Según explica, actualmente existen alrededor de 14 entidades financieras que ofrecen líneas de crédito con plazos de hasta 30 años, aunque advierte que acceder a ellas continúa siendo un desafío para una gran parte de la población.

Entre los principales requisitos menciona:
- que la cuota inicial no supere el 25% de los ingresos familiares;
- contar con ingresos formales suficientes;
- mantener un historial crediticio sin incumplimientos;
- y evaluar cuidadosamente las diferencias de tasas entre bancos, que pueden oscilar entre UVA +4,5% y UVA +17%.
Además, recuerda que las cuotas se actualizan por inflación y que, aunque existen mecanismos para evitar un descalce excesivo entre salarios y cuotas, éstos implican generalmente extender el plazo del préstamo.
«El crédito hipotecario dejó de ser una utopía, pero sigue exigiendo ingresos formales, historial limpio y disciplina financiera. No es magia; es una herramienta que hay que entender antes de firmar», resume.
La diferencia entre ahorrar e invertir
Más allá del financiamiento, Daghero sostiene que uno de los errores más frecuentes consiste en mantener inmovilizado el dinero destinado a la compra de una vivienda.
Su propuesta es construir una cartera diversificada mientras se reúne el capital necesario para el anticipo o para la compra de contado.
La estrategia contempla combinar distintos instrumentos de acuerdo con el horizonte de inversión:
- activos conservadores y líquidos para necesidades de corto plazo;
- Cedears o acciones de empresas internacionales para objetivos de largo plazo;
- bonos y Obligaciones Negociables para obtener renta en dólares.
Como ejemplo, relata el caso de un cliente que había reunido US$ 30.000 para el anticipo de una vivienda y proyectaba ahorrar otros US$ 500 mensuales.

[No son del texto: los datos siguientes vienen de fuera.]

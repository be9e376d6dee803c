//! Copyright 2024 Cosmian Tech SAS

pub use log_utils::{DEFAULT_DIRECTIVES, log_init};
pub use tracing::{debug, error, info, trace, warn};

mod log_utils;
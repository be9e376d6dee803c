//! Message digests computed by the token.
//!
//! Short messages are buffered and digested in a single call when the digest is requested.
//! Once the buffer would exceed the configured threshold the digest operation is started on
//! the token and the data is streamed to it.

use std::sync::Arc;

use tokenbridge_interfaces::{ObjectClass, SessionHandle};
use tracing::trace;
use zeroize::Zeroizing;

use crate::{
    DigestAlgorithm, HError, error::result::HResult, hsm_call, key::TokenKey,
    session::SessionGuard, token::Token,
};

#[derive(Debug, Clone, Copy, PartialEq, Eq)]
enum DigestState {
    /// Nothing digested yet
    Blank,
    /// Data held by the buffer
    Buffered,
    /// Data streamed to the token
    Init,
}

pub struct Digest {
    token: Arc<Token>,
    algorithm: DigestAlgorithm,
    state: DigestState,
    buffer: Zeroizing<Vec<u8>>,
    threshold: usize,
    session: Option<SessionGuard>,
}

impl Digest {
    #[must_use]
    pub fn new(token: Arc<Token>, algorithm: DigestAlgorithm) -> Self {
        let threshold = token.config().digest_buffer_size;
        Self {
            token,
            algorithm,
            state: DigestState::Blank,
            buffer: Zeroizing::new(Vec::with_capacity(threshold)),
            threshold,
            session: None,
        }
    }

    /// Create a digest from an algorithm name such as `SHA-256`
    pub fn from_name(token: Arc<Token>, name: &str) -> HResult<Self> {
        Ok(Self::new(token, DigestAlgorithm::parse(name)?))
    }

    #[must_use]
    pub const fn algorithm(&self) -> DigestAlgorithm {
        self.algorithm
    }

    /// Length of the digest in bytes
    #[must_use]
    pub const fn length(&self) -> usize {
        self.algorithm.length()
    }

    fn session_handle(&self) -> HResult<SessionHandle> {
        self.session
            .as_ref()
            .map(SessionGuard::handle)
            .ok_or_else(|| HError::IllegalState("no digest session".to_owned()))
    }

    /// Start the digest on the token with the buffered data
    fn start(&mut self) -> HResult<()> {
        if self.session.is_none() {
            self.session = Some(self.token.acquire_operation_session()?);
        }
        let session = self.session_handle()?;
        let mechanism = self.algorithm.mechanism();
        hsm_call!(self.token, "starting a digest", digest_init, session, &mechanism)?;
        self.state = DigestState::Init;
        if !self.buffer.is_empty() {
            hsm_call!(self.token, "digesting", digest_update, session, &self.buffer)?;
            self.buffer.clear();
        }
        trace!("{}: streaming to session {session}", self.algorithm);
        Ok(())
    }

    pub fn update(&mut self, data: &[u8]) -> HResult<()> {
        let result = self.update_impl(data);
        if result.is_err() {
            self.abort();
        }
        result
    }

    fn update_impl(&mut self, data: &[u8]) -> HResult<()> {
        self.token.ensure_valid()?;
        match self.state {
            DigestState::Blank | DigestState::Buffered
                if self.buffer.len() + data.len() <= self.threshold =>
            {
                self.buffer.extend_from_slice(data);
                self.state = DigestState::Buffered;
                Ok(())
            }
            DigestState::Blank | DigestState::Buffered => {
                self.start()?;
                self.stream(data)
            }
            DigestState::Init => self.stream(data),
        }
    }

    fn stream(&self, data: &[u8]) -> HResult<()> {
        if data.is_empty() {
            return Ok(());
        }
        let session = self.session_handle()?;
        hsm_call!(self.token, "digesting", digest_update, session, data)
    }

    /// Digest the value of a secret key.
    ///
    /// The value of a key of this token is digested on the token. Other keys are digested
    /// through their encoding.
    pub fn update_key(&mut self, key: &Arc<TokenKey>) -> HResult<()> {
        if key.class() != ObjectClass::SecretKey {
            return Err(HError::InvalidKey(format!(
                "only secret keys can be digested, got a {:?}",
                key.class()
            )));
        }
        if !key.belongs_to(&self.token) {
            let encoded = key.encoded().ok_or_else(|| {
                HError::InvalidKey("the value of the key cannot be read".to_owned())
            })?;
            return self.update(&encoded);
        }
        let result = self.digest_key_on_token(key);
        if result.is_err() {
            self.abort();
        }
        result
    }

    fn digest_key_on_token(&mut self, key: &TokenKey) -> HResult<()> {
        self.token.ensure_valid()?;
        if self.state != DigestState::Init {
            self.start()?;
        }
        let session = self.session_handle()?;
        hsm_call!(self.token, "digesting a key", digest_key, session, key.handle())
    }

    /// Finish the digest
    pub fn digest(&mut self) -> HResult<Vec<u8>> {
        let mut output = vec![0_u8; self.length()];
        let written = self.digest_into(&mut output)?;
        output.truncate(written);
        Ok(output)
    }

    /// Finish the digest into `output`, which must hold at least [`Self::length`] bytes.
    /// Returns the number of bytes written.
    pub fn digest_into(&mut self, output: &mut [u8]) -> HResult<usize> {
        if output.len() < self.length() {
            return Err(HError::Digest(format!(
                "{} digests are {} bytes long, the output holds {}",
                self.algorithm,
                self.length(),
                output.len()
            )));
        }
        let result = self.digest_impl(output);
        match &result {
            Ok(_) => self.clear(),
            Err(_) => self.abort(),
        }
        result
    }

    fn digest_impl(&mut self, output: &mut [u8]) -> HResult<usize> {
        self.token.ensure_valid()?;
        match self.state {
            DigestState::Blank | DigestState::Buffered => {
                let session = self.token.acquire_operation_session()?;
                let mechanism = self.algorithm.mechanism();
                hsm_call!(
                    self.token,
                    "digesting",
                    digest_single,
                    session.handle(),
                    &mechanism,
                    &self.buffer,
                    output
                )
            }
            DigestState::Init => {
                let session = self.session_handle()?;
                let written =
                    hsm_call!(self.token, "finishing a digest", digest_final, session, output);
                self.state = DigestState::Blank;
                written
            }
        }
    }

    /// Discard the data digested so far, cancelling the digest of the token
    pub fn reset(&mut self) {
        self.cancel();
        self.buffer.clear();
        self.session = None;
        self.state = DigestState::Buffered;
    }

    fn clear(&mut self) {
        self.buffer.clear();
        self.session = None;
        self.state = DigestState::Blank;
    }

    /// After a failure: the operation of the token is gone or cancelled
    fn abort(&mut self) {
        self.reset();
    }

    fn cancel(&mut self) {
        if self.state != DigestState::Init {
            return;
        }
        self.state = DigestState::Buffered;
        let Some(session) = self.session.take() else {
            return;
        };
        if !self.token.config().explicit_cancel && !session.session().has_objects() {
            session.kill();
            return;
        }
        let mut placeholder = vec![0_u8; self.length()];
        if let Err(e) = hsm_call!(
            self.token,
            "cancelling a digest",
            digest_final,
            session.handle(),
            &mut placeholder
        ) {
            trace!("{}: ignoring cancellation error: {e}", self.algorithm);
        }
    }
}

impl Drop for Digest {
    fn drop(&mut self) {
        self.cancel();
    }
}
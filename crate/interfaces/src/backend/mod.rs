mod attribute;
mod interface;
mod mechanism;

pub use attribute::{
    Attribute, AttributeList, AttributeType, BooleanAttribute, EcCurve, KeyType, ObjectClass,
    ObjectHandle, SessionHandle, decode_ec_point, encode_ec_point,
};
pub use interface::{TokenBackend, TokenInfo};
pub use mechanism::{GcmParams, Mechanism};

Según sus cálculos, manteniendo únicamente ese esquema de ahorro habría necesitado aproximadamente 14 años para alcanzar los US$ 100.000 buscados. En cambio, al incorporar una cartera de inversiones con un rendimiento proyectado del 9% anual en dólares —basado en promedios históricos del mercado estadounidense— el plazo estimado se redujo a seis años.
El propio Daghero aclara que los rendimientos históricos no garantizan resultados futuros, aunque sostiene que una planificación de largo plazo puede acelerar significativamente el proceso de acumulación de capital.
La advertencia sobre las compras «en pozo»
Otro de los puntos sobre los que pone el foco es la adquisición de propiedades en pozo.
Aunque reconoce que puede representar una oportunidad en determinados casos, considera que implica concentrar todo el patrimonio en un único activo y asumir riesgos vinculados al desarrollo de la obra y a la situación financiera de la empresa constructora.
«Si vas a entrar en un esquema en pozo, no estás comprando tu casa; estás apostando tu capital a una inversión de alto riesgo», afirma.

En ese sentido, señala que prefiere estrategias diversificadas mediante instrumentos financieros regulados antes que depender exclusivamente del éxito de un desarrollo inmobiliario.
Para Daghero, la conclusión es clara: en un contexto donde comprar una vivienda resulta cada vez más desafiante, la diferencia no pasa únicamente por cuánto se ahorra, sino por cómo se administra ese ahorro durante el camino hacia la casa propia.